Problem to work on ::
Hand back each record exactly as you find it.

Collection entries
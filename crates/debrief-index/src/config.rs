//! Archive layout and indexing tunables.

use std::path::{Path, PathBuf};

use debrief_types::{LEGACY_LOG_EXTENSION, LOG_PATCH_SUFFIX, PROTOBUF_LOG_EXTENSION};
use serde::{Deserialize, Serialize};

#[derive(Debug, Clone, PartialEq, Serialize, Deserialize)]
#[serde(default)]
pub struct IndexConfig {
    /// Archive root. Each session log lives in its own folder directly below.
    pub root: PathBuf,
    /// Index file name, stored at the archive root.
    pub index_file_name: String,
    /// Suffix appended to a log file name to form its patch file name.
    pub patch_suffix: String,
    /// File extensions recognised as session logs.
    pub log_extensions: Vec<String>,
    /// Extension of the newer log container. Patch files of logs converted
    /// to it carry it before the patch suffix.
    pub converted_extension: String,
    /// Suffix of video metadata files found next to a log.
    pub video_suffix: String,
    /// A lesson score published within this many ms after a lesson closes
    /// belongs to that lesson.
    pub publish_score_timeout_ms: i64,
    /// Files whose name starts with this are never logs.
    pub ignored_prefix: String,
}

impl Default for IndexConfig {
    fn default() -> Self {
        Self {
            root: PathBuf::from("output/domainSessions"),
            index_file_name: "logIndex.json".to_string(),
            patch_suffix: LOG_PATCH_SUFFIX.to_string(),
            log_extensions: vec![LEGACY_LOG_EXTENSION.to_string(), PROTOBUF_LOG_EXTENSION.to_string()],
            converted_extension: PROTOBUF_LOG_EXTENSION.to_string(),
            video_suffix: ".vmeta.xml".to_string(),
            publish_score_timeout_ms: 30_000,
            ignored_prefix: "bookmark".to_string(),
        }
    }
}

impl IndexConfig {
    pub fn with_root(root: impl Into<PathBuf>) -> Self {
        Self {
            root: root.into(),
            ..Default::default()
        }
    }

    pub fn index_path(&self) -> PathBuf {
        self.root.join(&self.index_file_name)
    }

    /// Whether a file name inside a session folder names a log.
    pub fn is_log_file(&self, name: &str) -> bool {
        !name.starts_with(&self.ignored_prefix) && self.log_extensions.iter().any(|ext| name.ends_with(ext.as_str()))
    }

    /// Absolute path of an index key (`folder/file`).
    pub fn resolve(&self, key: &str) -> PathBuf {
        key.split('/').fold(self.root.clone(), |path, part| path.join(part))
    }

    /// Index key of a log below the root, `/`-separated.
    pub fn key_for(&self, path: &Path) -> Option<String> {
        let relative = path.strip_prefix(&self.root).ok()?;
        let parts: Vec<String> = relative
            .components()
            .map(|c| c.as_os_str().to_string_lossy().into_owned())
            .collect();
        (!parts.is_empty()).then(|| parts.join("/"))
    }
}
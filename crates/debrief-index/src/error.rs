//! Index and segmentation errors.

use std::io;
use std::path::{Path, PathBuf};

use debrief_types::TypesError;
use thiserror::Error;

#[derive(Debug, Error)]
pub enum IndexError {
    #[error("{path}: {source}")]
    Io {
        path: PathBuf,
        #[source]
        source: io::Error,
    },

    /// The index file is not valid JSON in either the map or the legacy
    /// array layout.
    #[error("index file {path} is malformed: {source}")]
    Format {
        path: PathBuf,
        #[source]
        source: serde_json::Error,
    },

    /// One index entry could not be turned back into session metadata.
    #[error("index entry for {log_file} is invalid: {source}")]
    Entry {
        log_file: String,
        #[source]
        source: TypesError,
    },

    /// A log line did not decode as a message.
    #[error("{path} line {line}: {source}")]
    LogLine {
        path: PathBuf,
        line: usize,
        #[source]
        source: serde_json::Error,
    },

    /// A message the segmenter cannot interpret where it appears.
    #[error("unexpected message at index {index}: {reason}")]
    UnexpectedMessage { index: usize, reason: String },

    #[error("invalid argument: {0}")]
    InvalidArgument(String),

    #[error(transparent)]
    Types(#[from] TypesError),
}

impl IndexError {
    pub fn io(path: impl AsRef<Path>, source: io::Error) -> Self {
        Self::Io {
            path: path.as_ref().to_path_buf(),
            source,
        }
    }
}

pub type IndexResult<T> = Result<T, IndexError>;
#[tokio::test(start_paused = true)]
async fn test_evaluator_update_stops_when_finished_node_reactivates() {
    let (handle, mut rx) = spawn(vec![
        learner(1_000, NodeState::Active),
        learner(2_000, NodeState::Finished),
        learner(3_000, NodeState::Active),
    ]);
    let request = EvaluatorUpdateRequest::new(NODE, 1_000).with_performance(AssessmentLevel::BelowExpectation);

    let results = handle
        .apply_evaluator_update(1_000, false, request, true)
        .await
        .unwrap()
        .unwrap();
    assert_eq!(results.len(), 2);
    assert_eq!(results[0].affected, vec![0, 1]);
    drain(&mut rx);

    for (time, expected) in [
        (1_000, AssessmentLevel::BelowExpectation),
        (2_000, AssessmentLevel::BelowExpectation),
        (3_000, AssessmentLevel::AtExpectation),
    ] {
        handle.seek(time).await.unwrap();
        let learner = drain(&mut rx)
            .into_iter()
            .find(|m| m.message_type == MessageType::LearnerState)
            .unwrap();
        assert_eq!(level_of(&learner), expected, "at {time}");
    }
}

#[tokio::test(start_paused = true)]
async fn test_edit_between_learner_states_applies_from_its_instant() {
    let (handle, mut rx) = spawn(vec![
        learner(1_000, NodeState::Active),
        learner(2_000, NodeState::Active),
    ]);
    let request = EvaluatorUpdateRequest::new(NODE, 1_500).with_performance(AssessmentLevel::BelowExpectation);

    let results = handle
        .apply_evaluator_update(1_500, false, request, false)
        .await
        .unwrap()
        .unwrap();
    assert_eq!(results.len(), 1);
    assert_eq!(results[0].current_index, Some(1));
    assert_eq!(results[0].current_message.as_ref().map(|m| m.timestamp), Some(1_500));
    assert_eq!(handle.status().await.unwrap().len, 3);
    drain(&mut rx);

    for (time, expected) in [
        (1_000, AssessmentLevel::AtExpectation),
        (1_500, AssessmentLevel::BelowExpectation),
        (2_000, AssessmentLevel::BelowExpectation),
    ] {
        handle.seek(time).await.unwrap();
        let learner = drain(&mut rx)
            .into_iter()
            .find(|m| m.message_type == MessageType::LearnerState)
            .unwrap();
        assert_eq!(level_of(&learner), expected, "at {time}");
    }

    handle.remove_attribute_patch(1_500, NODE).await.unwrap().unwrap();
    assert_eq!(handle.status().await.unwrap().len, 2);
}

Answer section ::
filename crates/debrief-index/src/config.rs
//! Archive layout and indexing tunables.

use std::path::{Path, PathBuf};

use debrief_types::{LEGACY_LOG_EXTENSION, LOG_PATCH_SUFFIX, PROTOBUF_LOG_EXTENSION};
use serde::{Deserialize, Serialize};

#[derive(Debug, Clone, PartialEq, Serialize, Deserialize)]
#[serde(default)]
pub struct IndexConfig {
    /// Archive root. Each session log lives in its own folder directly below.
    pub root: PathBuf,
    /// Index file name, stored at the archive root.
    pub index_file_name: String,
    /// Suffix appended to a log file name to form its patch file name.
    pub patch_suffix: String,
    /// File extensions recognised as session logs.
    pub log_extensions: Vec<String>,
    /// Extension of the newer log container. Patch files of logs converted
    /// to it carry it before the patch suffix.
    pub converted_extension: String,
    /// Suffix of video metadata files found next to a log.
    pub video_suffix: String,
    /// A lesson score published within this many ms after a lesson closes
    /// belongs to that lesson.
    pub publish_score_timeout_ms: i64,
    /// Files whose name starts with this are never logs.
    pub ignored_prefix: String,
}

impl Default for IndexConfig {
    fn default() -> Self {
        Self {
            root: PathBuf::from("output/domainSessions"),
            index_file_name: "logIndex.json".to_string(),
            patch_suffix: LOG_PATCH_SUFFIX.to_string(),
            log_extensions: vec![LEGACY_LOG_EXTENSION.to_string(), PROTOBUF_LOG_EXTENSION.to_string()],
            converted_extension: PROTOBUF_LOG_EXTENSION.to_string(),
            video_suffix: ".vmeta.xml".to_string(),
            publish_score_timeout_ms: 30_000,
            ignored_prefix: "bookmark".to_string(),
        }
    }
}

impl IndexConfig {
    pub fn with_root(root: impl Into<PathBuf>) -> Self {
        Self {
            root: root.into(),
            ..Default::default()
        }
    }

    pub fn index_path(&self) -> PathBuf {
        self.root.join(&self.index_file_name)
    }

    /// Whether a file name inside a session folder names a log.
    pub fn is_log_file(&self, name: &str) -> bool {
        !name.starts_with(&self.ignored_prefix) && self.log_extensions.iter().any(|ext| name.ends_with(ext.as_str()))
    }

    /// Absolute path of an index key (`folder/file`).
    pub fn resolve(&self, key: &str) -> PathBuf {
        key.split('/').fold(self.root.clone(), |path, part| path.join(part))
    }

    /// Index key of a log below the root, `/`-separated.
    pub fn key_for(&self, path: &Path) -> Option<String> {
        let relative = path.strip_prefix(&self.root).ok()?;
        let parts: Vec<String> = relative
            .components()
            .map(|c| c.as_os_str().to_string_lossy().into_owned())
            .collect();
        (!parts.is_empty()).then(|| parts.join("/"))
    }
}
filename crates/debrief-index/src/error.rs
//! Index and segmentation errors.

use std::io;
use std::path::{Path, PathBuf};

use debrief_types::TypesError;
use thiserror::Error;

#[derive(Debug, Error)]
pub enum IndexError {
    #[error("{path}: {source}")]
    Io {
        path: PathBuf,
        #[source]
        source: io::Error,
    },

    /// The index file is not valid JSON in either the map or the legacy
    /// array layout.
    #[error("index file {path} is malformed: {source}")]
    Format {
        path: PathBuf,
        #[source]
        source: serde_json::Error,
    },

    /// One index entry could not be turned back into session metadata.
    #[error("index entry for {log_file} is invalid: {source}")]
    Entry {
        log_file: String,
        #[source]
        source: TypesError,
    },

    /// A log line did not decode as a message.
    #[error("{path} line {line}: {source}")]
    LogLine {
        path: PathBuf,
        line: usize,
        #[source]
        source: serde_json::Error,
    },

    /// A message the segmenter cannot interpret where it appears.
    #[error("unexpected message at index {index}: {reason}")]
    UnexpectedMessage { index: usize, reason: String },

    #[error("invalid argument: {0}")]
    InvalidArgument(String),

    #[error(transparent)]
    Types(#[from] TypesError),
}

impl IndexError {
    pub fn io(path: impl AsRef<Path>, source: io::Error) -> Self {
        Self::Io {
            path: path.as_ref().to_path_buf(),
            source,
        }
    }
}

pub type IndexResult<T> = Result<T, IndexError>;
#[tokio::test(start_paused = true)]
async fn test_evaluator_update_stops_when_finished_node_reactivates() {
    let (handle, mut rx) = spawn(vec![
        learner(1_000, NodeState::Active),
        learner(2_000, NodeState::Finished),
        learner(3_000, NodeState::Active),
    ]);
    let request = EvaluatorUpdateRequest::new(NODE, 1_000).with_performance(AssessmentLevel::BelowExpectation);

    let results = handle
        .apply_evaluator_update(1_000, false, request, true)
        .await
        .unwrap()
        .unwrap();
    assert_eq!(results.len(), 2);
    assert_eq!(results[0].affected, vec![0, 1]);
    drain(&mut rx);

    for (time, expected) in [
        (1_000, AssessmentLevel::BelowExpectation),
        (2_000, AssessmentLevel::BelowExpectation),
        (3_000, AssessmentLevel::AtExpectation),
    ] {
        handle.seek(time).await.unwrap();
        let learner = drain(&mut rx)
            .into_iter()
            .find(|m| m.message_type == MessageType::LearnerState)
            .unwrap();
        assert_eq!(level_of(&learner), expected, "at {time}");
    }
}

#[tokio::test(start_paused = true)]
async fn test_edit_between_learner_states_applies_from_its_instant() {
    let (handle, mut rx) = spawn(vec![
        learner(1_000, NodeState::Active),
        learner(2_000, NodeState::Active),
    ]);
    let request = EvaluatorUpdateRequest::new(NODE, 1_500).with_performance(AssessmentLevel::BelowExpectation);

    let results = handle
        .apply_evaluator_update(1_500, false, request, false)
        .await
        .unwrap()
        .unwrap();
    assert_eq!(results.len(), 1);
    assert_eq!(results[0].current_index, Some(1));
    assert_eq!(results[0].current_message.as_ref().map(|m| m.timestamp), Some(1_500));
    assert_eq!(handle.status().await.unwrap().len, 3);
    drain(&mut rx);

    for (time, expected) in [
        (1_000, AssessmentLevel::AtExpectation),
        (1_500, AssessmentLevel::BelowExpectation),
        (2_000, AssessmentLevel::BelowExpectation),
    ] {
        handle.seek(time).await.unwrap();
        let learner = drain(&mut rx)
            .into_iter()
            .find(|m| m.message_type == MessageType::LearnerState)
            .unwrap();
        assert_eq!(level_of(&learner), expected, "at {time}");
    }

    handle.remove_attribute_patch(1_500, NODE).await.unwrap().unwrap();
    assert_eq!(handle.status().await.unwrap().len, 2);
}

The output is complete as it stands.